#### Exercise brief:
For each line below that includes the word "PathBuf", make a copy.

[Collected data entries]
■ ■ ■ ■ ■ ■ ■
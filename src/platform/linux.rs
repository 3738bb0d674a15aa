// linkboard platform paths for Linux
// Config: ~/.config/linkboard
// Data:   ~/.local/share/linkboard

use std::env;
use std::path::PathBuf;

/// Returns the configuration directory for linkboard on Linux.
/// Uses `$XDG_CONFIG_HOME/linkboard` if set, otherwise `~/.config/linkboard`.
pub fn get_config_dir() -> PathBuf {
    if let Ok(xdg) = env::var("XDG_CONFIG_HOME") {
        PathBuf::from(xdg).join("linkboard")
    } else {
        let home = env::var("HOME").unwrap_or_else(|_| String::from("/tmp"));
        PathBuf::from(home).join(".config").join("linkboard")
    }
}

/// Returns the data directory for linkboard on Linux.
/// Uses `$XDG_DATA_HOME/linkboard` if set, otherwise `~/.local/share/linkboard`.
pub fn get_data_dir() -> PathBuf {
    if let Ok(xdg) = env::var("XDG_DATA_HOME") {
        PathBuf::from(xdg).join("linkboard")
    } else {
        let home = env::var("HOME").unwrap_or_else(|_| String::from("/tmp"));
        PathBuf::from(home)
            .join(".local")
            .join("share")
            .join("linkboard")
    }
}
■ ■ ■ ■ ■ ■ ■
#### Result below:
use std::path::PathBuf;
pub fn get_config_dir() -> PathBuf {
        PathBuf::from(xdg).join("linkboard")
        PathBuf::from(home).join(".config").join("linkboard")
pub fn get_data_dir() -> PathBuf {
        PathBuf::from(xdg).join("linkboard")
        PathBuf::from(home)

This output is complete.